Records shown:
//! Assembly-cache lookup capability
//!
//! `GAC:`-prefixed dependency path expressions cannot be resolved through the
//! filesystem; they name an assembly identity that must be looked up in the
//! platform's system-wide assembly cache. That cache is an external resource,
//! so it is modeled here as an injected capability rather than ambient global
//! state: the host supplies a [`LookupProvider`], the resolver acquires a
//! handle from it lazily (only if a `GAC:` spec is actually present, and at
//! most once per resolve pass), and the handle is released when it is dropped
//! at the end of the pass - on every exit path, success or error.

use std::path::PathBuf;

use anyhow::{Context, Result};
use tracing::debug;

/// A live handle into the system-wide assembly cache.
///
/// Implementations resolve an assembly identity string (the text after the
/// `GAC:` marker, e.g. `System.Data, Version=2.0.0.0, Culture=neutral, ...`)
/// to the concrete file path of the cached assembly. Any resources the handle
/// holds are released on drop.
pub trait AssemblyLookup {
    /// Resolves one assembly identity to a concrete file path.
    ///
    /// # Errors
    ///
    /// Returns an error if the identity is not present in the cache or the
    /// cache itself cannot be queried. Resolution errors are fatal to the
    /// whole dependency-copy pass.
    fn resolve(&mut self, identity: &str) -> Result<PathBuf>;
}

/// Factory for [`AssemblyLookup`] handles, implemented by the build host.
///
/// Creating a handle may itself fail (the cache service may be unavailable),
/// so acquisition is fallible and deferred until a `GAC:` spec is actually
/// encountered.
pub trait LookupProvider {
    /// Opens a fresh handle into the assembly cache.
    fn create_lookup(&self) -> Result<Box<dyn AssemblyLookup>>;
}

/// Lazily-acquired assembly-cache handle scoped to one resolve pass.
///
/// Wraps a [`LookupProvider`] and acquires the underlying handle on the first
/// [`resolve`](Self::resolve) call only. Dropping the `LazyLookup` drops the
/// handle, which releases the external resource regardless of how the resolve
/// pass ended.
pub struct LazyLookup<'a> {
    provider: &'a dyn LookupProvider,
    handle: Option<Box<dyn AssemblyLookup>>,
}

impl<'a> LazyLookup<'a> {
    /// Creates a lazy wrapper; no external resource is touched yet.
    pub fn new(provider: &'a dyn LookupProvider) -> Self {
        Self {
            provider,
            handle: None,
        }
    }

    /// Resolves an assembly identity, acquiring the underlying handle on
    /// first use.
    pub fn resolve(&mut self, identity: &str) -> Result<PathBuf> {
        let handle = match self.handle.as_mut() {
            Some(handle) => handle,
            None => {
                debug!("Acquiring assembly cache lookup handle");
                let handle = self
                    .provider
                    .create_lookup()
                    .context("Failed to open assembly cache lookup")?;
                self.handle.insert(handle)
            }
        };
        handle
            .resolve(identity)
            .with_context(|| format!("Failed to resolve assembly '{identity}' from the cache"))
    }

    /// Whether the underlying handle has been acquired.
    pub fn is_acquired(&self) -> bool {
        self.handle.is_some()
    }
}
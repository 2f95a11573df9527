//! helpdeps - Unique Dependency Copy plugin
//!
//! A plugin for help-file documentation build tools that replaces the host's
//! built-in dependency-copy step. Instead of copying referenced assemblies into
//! the working folder under their original names, every resolved dependency is
//! copied under a freshly generated UUID-based name (original extension
//! preserved), so that two distinct assemblies that happen to share a file name
//! (typically different versions of the same library) can both participate in
//! one build without clobbering each other.
//!
//! # Architecture Overview
//!
//! The crate has three layers, invoked top to bottom once per build:
//! - [`plugin`] - the host-facing adapter: identity metadata, lifecycle hooks,
//!   and the single execution point that substitutes the dependency-copy step
//! - [`resolver`] - expands dependency path expressions (literal paths, glob
//!   patterns, and `GAC:` assembly-cache references) into concrete files
//! - [`copier`] - copies each resolved file into the `DLL` working subfolder
//!   under a unique name and normalizes its attributes
//!
//! The host tool is consumed purely through traits: [`plugin::BuildHost`]
//! supplies the working folder, the dependency list, and progress reporting,
//! while [`lookup::AssemblyLookup`] abstracts the system-wide assembly cache.
//! Nothing in this crate touches ambient global state.
//!
//! # Example
//!
//! ```rust,no_run
//! use helpdeps::plugin::{BuildStep, DependencyCopyPlugin, ExecutionContext, Plugin};
//! # use helpdeps::plugin::BuildHost;
//! # fn example(host: std::sync::Arc<dyn BuildHost>) -> anyhow::Result<()> {
//! let mut plugin = DependencyCopyPlugin::new();
//! plugin.initialize(host)?;
//! plugin.execute(&ExecutionContext::new(BuildStep::CopyDependencies))?;
//! # Ok(())
//! # }
//! ```

// Core functionality modules
pub mod constants;
pub mod core;
pub mod models;

// Resolution and copying
pub mod copier;
pub mod lookup;
pub mod resolver;

// Host integration
pub mod plugin;

// Supporting modules
pub mod utils;
//! Projects people can subscribe to.

use chrono::{DateTime, NaiveDate, Utc};
use serde::{Deserialize, Serialize};
use uuid::Uuid;

use crate::{
  error::{EntityKind, Error, Result},
  normalize::{CREATED_AT, ItemReader, ItemWriter, Record, UPDATED_AT},
  repository::Patch,
  store::{Item, Table},
  update::Changes,
};

pub mod fields {
  use crate::normalize::Field;

  pub const ID: Field = Field::plain("id");
  pub const NAME: Field = Field::new("name", &["project_name", "title"]);
  pub const DESCRIPTION: Field = Field::plain("description");
  pub const START_DATE: Field = Field::new("startDate", &["start_date"]);
  pub const END_DATE: Field = Field::new("endDate", &["end_date"]);
  pub const REGISTRATION_END_DATE: Field =
    Field::new("registrationEndDate", &["registration_end_date", "registrationDeadline"]);
  pub const MAX_PARTICIPANTS: Field =
    Field::new("maxParticipants", &["max_participants", "capacity"]);
  pub const STATUS: Field = Field::plain("status");
  pub const CATEGORY: Field = Field::plain("category");
  pub const LOCATION: Field = Field::plain("location");
  pub const REQUIREMENTS: Field = Field::plain("requirements");
  pub const IS_ENABLED: Field = Field::new("isEnabled", &["is_enabled", "enabled"]);
  pub const CREATED_BY: Field = Field::new("createdBy", &["created_by", "ownerId"]);
}

use fields as f;

/// Owner recorded for rows that predate ownership tracking.
pub const SYSTEM_OWNER: &str = "system";

const MAX_CAPACITY: u32 = 1000;

#[derive(
  Debug,
  Clone,
  Copy,
  Default,
  PartialEq,
  Eq,
  Hash,
  Serialize,
  Deserialize,
  strum::Display,
  strum::AsRefStr,
  strum::EnumString,
)]
#[serde(rename_all = "lowercase")]
#[strum(serialize_all = "lowercase", ascii_case_insensitive)]
pub enum ProjectStatus {
  #[default]
  Pending,
  Active,
  Completed,
  Cancelled,
}

#[derive(Debug, Clone, PartialEq, Eq, Serialize, Deserialize)]
#[serde(rename_all = "camelCase")]
pub struct Project {
  pub id:                    String,
  pub name:                  String,
  pub description:           String,
  pub start_date:            Option<NaiveDate>,
  pub end_date:              Option<NaiveDate>,
  pub registration_end_date: Option<NaiveDate>,
  pub max_participants:      u32,
  pub status:                ProjectStatus,
  pub category:              Option<String>,
  pub location:              Option<String>,
  pub requirements:          Option<String>,
  pub is_enabled:            bool,
  pub created_by:            String,
  pub created_at:            DateTime<Utc>,
  pub updated_at:            DateTime<Utc>,
}

impl Record for Project {
  const ENTITY: EntityKind = EntityKind::Project;
  const TABLE: Table = Table::Projects;

  fn key(&self) -> &str { &self.id }

  fn from_item(item: &Item) -> Result<Self> {
    let r = ItemReader::new(Self::ENTITY, item);
    Ok(Self {
      id:                    r.required(&f::ID)?,
      name:                  r.string(&f::NAME),
      description:           r.string(&f::DESCRIPTION),
      start_date:            r.date(&f::START_DATE),
      end_date:              r.date(&f::END_DATE),
      registration_end_date: r.date(&f::REGISTRATION_END_DATE),
      max_participants:      r.count(&f::MAX_PARTICIPANTS, 0),
      status:                r.enumeration(&f::STATUS, ProjectStatus::default()),
      category:              r.opt_string(&f::CATEGORY),
      location:              r.opt_string(&f::LOCATION),
      requirements:          r.opt_string(&f::REQUIREMENTS),
      is_enabled:            r.bool(&f::IS_ENABLED, true),
      created_by:            r.opt_string(&f::CREATED_BY).unwrap_or_else(|| SYSTEM_OWNER.to_owned()),
      created_at:            r.timestamp(&CREATED_AT).unwrap_or_default(),
      updated_at:            r.timestamp(&UPDATED_AT).unwrap_or_default(),
    })
  }

  fn to_item(&self) -> Item {
    ItemWriter::new()
      .set(&f::ID, self.id.as_str())
      .set(&f::NAME, self.name.as_str())
      .set(&f::DESCRIPTION, self.description.as_str())
      .opt_date(&f::START_DATE, self.start_date)
      .opt_date(&f::END_DATE, self.end_date)
      .opt_date(&f::REGISTRATION_END_DATE, self.registration_end_date)
      .set(&f::MAX_PARTICIPANTS, self.max_participants)
      .set(&f::STATUS, self.status.to_string())
      .set_opt(&f::CATEGORY, self.category.as_deref())
      .set_opt(&f::LOCATION, self.location.as_deref())
      .set_opt(&f::REQUIREMENTS, self.requirements.as_deref())
      .set(&f::IS_ENABLED, self.is_enabled)
      .set(&f::CREATED_BY, self.created_by.as_str())
      .timestamp(&CREATED_AT, self.created_at)
      .timestamp(&UPDATED_AT, self.updated_at)
      .finish()
  }
}

fn validate_schedule(start: Option<NaiveDate>, end: Option<NaiveDate>) -> Result<()> {
  match (start, end) {
    (Some(start), Some(end)) if end <= start => Err(Error::Validation(format!(
      "end date {end} must be after start date {start}"
    ))),
    _ => Ok(()),
  }
}

fn validate_capacity(capacity: u32) -> Result<()> {
  if (1..=MAX_CAPACITY).contains(&capacity) {
    Ok(())
  } else {
    Err(Error::Validation(format!(
      "max participants must be between 1 and {MAX_CAPACITY}"
    )))
  }
}

// ─── Creation ────────────────────────────────────────────────────────────────

#[derive(Debug, Clone, PartialEq, Eq, Serialize, Deserialize)]
#[serde(rename_all = "camelCase")]
pub struct NewProject {
  pub name:                  String,
  #[serde(default)]
  pub description:           String,
  pub start_date:            Option<NaiveDate>,
  pub end_date:              Option<NaiveDate>,
  #[serde(default)]
  pub registration_end_date: Option<NaiveDate>,
  pub max_participants:      u32,
  #[serde(default)]
  pub status:                ProjectStatus,
  #[serde(default)]
  pub category:              Option<String>,
  #[serde(default)]
  pub location:              Option<String>,
  #[serde(default)]
  pub requirements:          Option<String>,
}

impl NewProject {
  pub fn validate(&self) -> Result<()> {
    if self.name.trim().is_empty() {
      return Err(Error::Validation("project name is required".into()));
    }
    validate_capacity(self.max_participants)?;
    validate_schedule(self.start_date, self.end_date)
  }

  pub fn into_project(self, created_by: &str, now: DateTime<Utc>) -> Project {
    Project {
      id:                    Uuid::new_v4().to_string(),
      name:                  self.name.trim().to_owned(),
      description:           self.description,
      start_date:            self.start_date,
      end_date:              self.end_date,
      registration_end_date: self.registration_end_date,
      max_participants:      self.max_participants,
      status:                self.status,
      category:              self.category.filter(|s| !s.is_empty()),
      location:              self.location.filter(|s| !s.is_empty()),
      requirements:          self.requirements.filter(|s| !s.is_empty()),
      is_enabled:            true,
      created_by:            created_by.to_owned(),
      created_at:            now,
      updated_at:            now,
    }
  }
}

// ─── Updates ─────────────────────────────────────────────────────────────────

#[derive(Debug, Clone, Default, PartialEq, Eq, Serialize, Deserialize)]
#[serde(rename_all = "camelCase", default)]
pub struct ProjectUpdate {
  pub name:                  Option<String>,
  pub description:           Option<String>,
  pub start_date:            Option<NaiveDate>,
  pub end_date:              Option<NaiveDate>,
  pub registration_end_date: Option<NaiveDate>,
  pub max_participants:      Option<u32>,
  pub status:                Option<ProjectStatus>,
  pub category:              Option<String>,
  pub location:              Option<String>,
  pub requirements:          Option<String>,
  pub is_enabled:            Option<bool>,
}

impl Patch<Project> for ProjectUpdate {
  /// Dates are checked against the merged result, so moving only the end
  /// date before the stored start date is rejected too.
  fn validate(&self, current: &Project) -> Result<()> {
    if let Some(capacity) = self.max_participants {
      validate_capacity(capacity)?;
    }
    if self.name.as_deref().is_some_and(|n| n.trim().is_empty()) {
      return Err(Error::Validation("project name cannot be blank".into()));
    }
    validate_schedule(
      self.start_date.or(current.start_date),
      self.end_date.or(current.end_date),
    )
  }

  fn changes(&self) -> Changes {
    let mut changes = Changes::new()
      .set_opt(f::NAME, self.name.as_deref().map(str::trim))
      .set_opt(f::DESCRIPTION, self.description.as_deref())
      .set_opt(f::MAX_PARTICIPANTS, self.max_participants)
      .set_opt(f::CATEGORY, self.category.as_deref())
      .set_opt(f::LOCATION, self.location.as_deref())
      .set_opt(f::REQUIREMENTS, self.requirements.as_deref())
      .set_opt(f::IS_ENABLED, self.is_enabled);
    for (field, date) in [
      (f::START_DATE, self.start_date),
      (f::END_DATE, self.end_date),
      (f::REGISTRATION_END_DATE, self.registration_end_date),
    ] {
      if let Some(date) = date {
        changes = changes.set_date(field, date);
      }
    }
    if let Some(status) = self.status {
      changes = changes.set_enum(f::STATUS, status);
    }
    changes
  }
}

#[cfg(test)]
mod tests {
  use chrono::TimeZone;
  use serde_json::json;

  use super::*;

  fn date(y: i32, m: u32, d: u32) -> Option<NaiveDate> { NaiveDate::from_ymd_opt(y, m, d) }

  fn new_project() -> NewProject {
    NewProject {
      name:                  "River cleanup".into(),
      description:           "Saturday mornings".into(),
      start_date:            date(2025, 6, 1),
      end_date:              date(2025, 6, 30),
      registration_end_date: None,
      max_participants:      20,
      status:                ProjectStatus::Active,
      category:              Some("environment".into()),
      location:              None,
      requirements:          None,
    }
  }

  #[test]
  fn end_must_follow_start() {
    assert!(new_project().validate().is_ok());

    let same_day = NewProject { end_date: date(2025, 6, 1), ..new_project() };
    assert!(matches!(same_day.validate(), Err(Error::Validation(_))));

    let zero = NewProject { max_participants: 0, ..new_project() };
    assert!(zero.validate().is_err());
  }

  #[test]
  fn update_checks_merged_schedule() {
    let current = new_project().into_project("admin", Utc::now());
    let moved_end = ProjectUpdate { end_date: date(2025, 5, 1), ..Default::default() };
    assert!(moved_end.validate(&current).is_err());

    let both = ProjectUpdate {
      start_date: date(2025, 4, 1),
      end_date: date(2025, 5, 1),
      ..Default::default()
    };
    assert!(both.validate(&current).is_ok());
  }

  #[test]
  fn canonical_form_round_trips() {
    let project =
      new_project().into_project("admin", Utc.with_ymd_and_hms(2025, 1, 1, 0, 0, 0).unwrap());
    assert_eq!(Project::from_item(&project.to_item()).unwrap(), project);
  }

  #[test]
  fn legacy_row_defaults() {
    let row = json!({
      "id": "j1",
      "title": "Dig",
      "capacity": "15",
      "status": "ARCHIVED",
      "start_date": "2025-06-01",
    });
    let project = Project::from_item(row.as_object().unwrap()).unwrap();
    assert_eq!(project.name, "Dig");
    assert_eq!(project.max_participants, 15);
    assert_eq!(project.status, ProjectStatus::Pending);
    assert_eq!(project.start_date, date(2025, 6, 1));
    assert_eq!(project.created_by, SYSTEM_OWNER);
    assert!(project.is_enabled);
  }

  #[test]
  fn status_parses_any_case() {
    assert_eq!("ACTIVE".parse::<ProjectStatus>().unwrap(), ProjectStatus::Active);
    assert!("ongoing".parse::<ProjectStatus>().is_err());
  }
}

Task instructions: Copy the lines above exactly, from the very first through the one containing "than ambient global", and include no other line.

Exercise solution:
//! Assembly-cache lookup capability
//!
//! `GAC:`-prefixed dependency path expressions cannot be resolved through the
//! filesystem; they name an assembly identity that must be looked up in the
//! platform's system-wide assembly cache. That cache is an external resource,
//! so it is modeled here as an injected capability rather than ambient global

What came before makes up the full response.